- **Required action**
Repeat exactly the opening lines of the records, ending with the line that contains "go through an".

(Stored items)

#[tokio::test]
async fn current_user_parameters() {
    let store = MetadataStore::new();
    store
        .register(ControllerDeclaration::json::<Users>("/users"))
        .register(ActionDeclaration::get::<Users>(
            "/me",
            "me",
            method(|_: Arc<Users>, args: Args| async move {
                let user: Value = args.get(0)?;
                Ok::<_, HttpError>(user)
            }),
        ))
        .register(ParamDeclaration::current_user::<Users>("me", 0).required(true));
    let options = RoutingOptions::new()
        .container(DefaultContainer::new().with(Users))
        .current_user_checker(FnCurrentUserChecker::new(|ctx| {
            ctx.header("x-user").map(|name| json!({ "name": name }))
        }));
    let client = client(store, options).await;

    client.get("/users/me").await.assert_status(401);
    client
        .request(TestRequest::get("/users/me").header("X-User", "ada"))
        .await
        .assert_status(200)
        .assert_json(&json!({"name": "ada"}));
}

#[tokio::test]
async fn disabled_error_handler_writes_status_only() {
    let store = MetadataStore::new();
    store
        .register(ControllerDeclaration::json::<Users>("/users"))
        .register(ActionDeclaration::get::<Users>(
            "/broken",
            "broken",
            method(|_: Arc<Users>, _args: Args| async move {
                Err::<Output, HttpError>(HttpError::internal("database unavailable"))
            }),
        ));
    let config = RoutingConfig {
        default_error_handler: false,
        ..RoutingConfig::default()
    };
    let options = RoutingOptions::new()
        .with_config(config)
        .container(DefaultContainer::new().with(Users));
    let client = client(store, options).await;

    let response = client.get("/users/broken").await;
    response.assert_status(500);
    assert!(response.body().is_empty());
}
//! Target types and plain/object conversion.
//!
//! A parameter may declare the type its value should be coerced into. Scalar
//! targets are coerced by the parameter handler; object targets go through an
//! [`ObjectType`], which converts the plain JSON value into the declared model
//! (applying serde defaults, renames and field filtering), converts results
//! back to plain values and validates them.

use routekit_validate::ValidationError;
use serde::de::DeserializeOwned;
use serde::{Deserialize, Serialize};
use serde_json::Value;
use std::fmt;
use std::marker::PhantomData;
use std::sync::Arc;

/// Options for plain/object conversion.
#[derive(Debug, Clone, Default, PartialEq, Serialize, Deserialize)]
#[serde(default)]
pub struct ClassTransformOptions {
    /// Object keys starting with any of these prefixes are dropped
    pub exclude_prefixes: Vec<String>,
}

impl ClassTransformOptions {
    pub fn exclude_prefix(mut self, prefix: impl Into<String>) -> Self {
        self.exclude_prefixes.push(prefix.into());
        self
    }

    /// Apply the options to a plain value, recursively.
    pub fn apply(&self, value: Value) -> Value {
        if self.exclude_prefixes.is_empty() {
            return value;
        }
        match value {
            Value::Object(map) => Value::Object(
                map.into_iter()
                    .filter(|(key, _)| !self.exclude_prefixes.iter().any(|p| key.starts_with(p.as_str())))
                    .map(|(key, value)| (key, self.apply(value)))
                    .collect(),
            ),
            Value::Array(items) => Value::Array(items.into_iter().map(|v| self.apply(v)).collect()),
            other => other,
        }
    }
}

/// Conversion between plain JSON values and a declared model type.
pub trait ObjectType: Send + Sync {
    /// Name used in error messages
    fn name(&self) -> &str;

    /// Convert a plain value into the model's canonical shape.
    fn from_plain(&self, value: Value, options: &ClassTransformOptions) -> Result<Value, String>;

    /// Convert a model value back into a plain value.
    fn to_plain(&self, value: Value, options: &ClassTransformOptions) -> Result<Value, String>;

    /// Validate a converted value.
    fn validate(&self, value: &Value) -> Result<(), ValidationError>;
}

/// Declared type of a parameter value.
#[derive(Clone)]
pub enum TargetType {
    String,
    /// Any JSON number (parsed as `f64` from text)
    Number,
    /// Whole numbers (parsed as `i64` from text)
    Integer,
    Boolean,
    Object(Arc<dyn ObjectType>),
    /// No declared type: the value passes through unchanged
    Any,
}

impl TargetType {
    /// Object target backed by the serde type `T`.
    pub fn model<T>() -> Self
    where
        T: Serialize + DeserializeOwned + Send + Sync + 'static,
    {
        TargetType::Object(Arc::new(Model::<T>::new()))
    }

    /// Object target backed by `T`, validated with its `validator` rules.
    pub fn validated<T>() -> Self
    where
        T: Serialize + DeserializeOwned + routekit_validate::Validate + Send + Sync + 'static,
    {
        TargetType::Object(Arc::new(Model::<T>::validated()))
    }

    pub fn is_object(&self) -> bool {
        matches!(self, TargetType::Object(_))
    }

    pub fn name(&self) -> &str {
        match self {
            TargetType::String => "string",
            TargetType::Number => "number",
            TargetType::Integer => "integer",
            TargetType::Boolean => "boolean",
            TargetType::Object(object) => object.name(),
            TargetType::Any => "any",
        }
    }
}

impl Default for TargetType {
    fn default() -> Self {
        TargetType::Any
    }
}

impl fmt::Debug for TargetType {
    fn fmt(&self, f: &mut fmt::Formatter<'_>) -> fmt::Result {
        match self {
            TargetType::Object(object) => write!(f, "Object({})", object.name()),
            other => f.write_str(other.name()),
        }
    }
}

/// [`ObjectType`] for any serde model.
pub struct Model<T> {
    name: &'static str,
    validator: Option<fn(&T) -> Result<(), ValidationError>>,
    _marker: PhantomData<fn() -> T>,
}

impl<T> Model<T>
where
    T: Serialize + DeserializeOwned + 'static,
{
    pub fn new() -> Self {
        let full = std::any::type_name::<T>();
        Self {
            name: full.rsplit("::").next().unwrap_or(full),
            validator: None,
            _marker: PhantomData,
        }
    }

    fn convert(&self, value: Value) -> Result<Value, String> {
        match value {
            Value::Array(items) => items
                .into_iter()
                .map(|item| self.convert(item))
                .collect::<Result<Vec<_>, _>>()
                .map(Value::Array),
            value => {
                let model: T = serde_json::from_value(value).map_err(|e| e.to_string())?;
                serde_json::to_value(model).map_err(|e| e.to_string())
            }
        }
    }
}

impl<T> Model<T>
where
    T: Serialize + DeserializeOwned + routekit_validate::Validate + 'static,
{
    /// A model whose values are validated after conversion.
    pub fn validated() -> Self {
        Self {
            validator: Some(validate_model::<T>),
            ..Self::new()
        }
    }
}

impl<T> Default for Model<T>
where
    T: Serialize + DeserializeOwned + 'static,
{
    fn default() -> Self {
        Self::new()
    }
}

fn validate_model<T: routekit_validate::Validate>(model: &T) -> Result<(), ValidationError> {
    routekit_validate::Validate::validate(model)
}

impl<T> ObjectType for Model<T>
where
    T: Serialize + DeserializeOwned + 'static,
{
    fn name(&self) -> &str {
        self.name
    }

    fn from_plain(&self, value: Value, options: &ClassTransformOptions) -> Result<Value, String> {
        self.convert(options.apply(value))
    }

    fn to_plain(&self, value: Value, options: &ClassTransformOptions) -> Result<Value, String> {
        self.convert(value).map(|plain| options.apply(plain))
    }

    fn validate(&self, value: &Value) -> Result<(), ValidationError> {
        let Some(validator) = self.validator else {
            return Ok(());
        };
        let items: Vec<&Value> = match value {
            Value::Array(items) => items.iter().collect(),
            single => vec![single],
        };
        let mut errors = ValidationError::new(Vec::new());
        for (index, item) in items.iter().enumerate() {
            let model: T = serde_json::from_value((*item).clone()).map_err(|e| {
                ValidationError::field("", "type", format!("Value is not a valid {}: {}", self.name, e))
            })?;
            if let Err(failed) = validator(&model) {
                for mut field in failed.fields {
                    if matches!(value, Value::Array(_)) {
                        field.field = format!("[{}].{}", index, field.field);
                    }
                    errors.add(field);
                }
            }
        }
        if errors.is_empty() {
            Ok(())
        } else {
            Err(errors)
        }
    }
}

#[cfg(test)]
mod tests {
    use super::*;
    use serde_json::json;
    use validator::Validate;

    #[derive(Debug, Serialize, Deserialize, Validate)]
    struct User {
        #[validate(length(min = 3))]
        name: String,
        #[serde(default)]
        admin: bool,
    }

    #[test]
    fn from_plain_applies_serde_defaults() {
        let model = Model::<User>::new();
        let value = model
            .from_plain(json!({"name": "alice"}), &ClassTransformOptions::default())
            .unwrap();
        assert_eq!(value, json!({"name": "alice", "admin": false}));
    }

    #[test]
    fn from_plain_rejects_wrong_shape() {
        let model = Model::<User>::new();
        assert!(model
            .from_plain(json!({"admin": true}), &ClassTransformOptions::default())
            .is_err());
    }

    #[test]
    fn exclude_prefixes_apply_recursively() {
        let options = ClassTransformOptions::default().exclude_prefix("_");
        let plain = options.apply(json!({"a": 1, "_b": 2, "c": [{"_d": 3, "e": 4}]}));
        assert_eq!(plain, json!({"a": 1, "c": [{"e": 4}]}));
    }

    #[test]
    fn validated_model_reports_fields() {
        let model = Model::<User>::validated();
        assert!(model.validate(&json!({"name": "alice"})).is_ok());

        let error = model.validate(&json!({"name": "al"})).unwrap_err();
        assert_eq!(error.fields[0].field, "name");

        let error = model
            .validate(&json!([{"name": "alice"}, {"name": "x"}]))
            .unwrap_err();
        assert_eq!(error.fields[0].field, "[1].name");
    }

    #[test]
    fn unvalidated_model_accepts_anything() {
        let model = Model::<User>::new();
        assert!(model.validate(&json!({"name": "x"})).is_ok());
    }
}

- **Result**
#[tokio::test]
async fn current_user_parameters() {
    let store = MetadataStore::new();
    store
        .register(ControllerDeclaration::json::<Users>("/users"))
        .register(ActionDeclaration::get::<Users>(
            "/me",
            "me",
            method(|_: Arc<Users>, args: Args| async move {
                let user: Value = args.get(0)?;
                Ok::<_, HttpError>(user)
            }),
        ))
        .register(ParamDeclaration::current_user::<Users>("me", 0).required(true));
    let options = RoutingOptions::new()
        .container(DefaultContainer::new().with(Users))
        .current_user_checker(FnCurrentUserChecker::new(|ctx| {
            ctx.header("x-user").map(|name| json!({ "name": name }))
        }));
    let client = client(store, options).await;

    client.get("/users/me").await.assert_status(401);
    client
        .request(TestRequest::get("/users/me").header("X-User", "ada"))
        .await
        .assert_status(200)
        .assert_json(&json!({"name": "ada"}));
}

#[tokio::test]
async fn disabled_error_handler_writes_status_only() {
    let store = MetadataStore::new();
    store
        .register(ControllerDeclaration::json::<Users>("/users"))
        .register(ActionDeclaration::get::<Users>(
            "/broken",
            "broken",
            method(|_: Arc<Users>, _args: Args| async move {
                Err::<Output, HttpError>(HttpError::internal("database unavailable"))
            }),
        ));
    let config = RoutingConfig {
        default_error_handler: false,
        ..RoutingConfig::default()
    };
    let options = RoutingOptions::new()
        .with_config(config)
        .container(DefaultContainer::new().with(Users));
    let client = client(store, options).await;

    let response = client.get("/users/broken").await;
    response.assert_status(500);
    assert!(response.body().is_empty());
}
//! Target types and plain/object conversion.
//!
//! A parameter may declare the type its value should be coerced into. Scalar
//! targets are coerced by the parameter handler; object targets go through an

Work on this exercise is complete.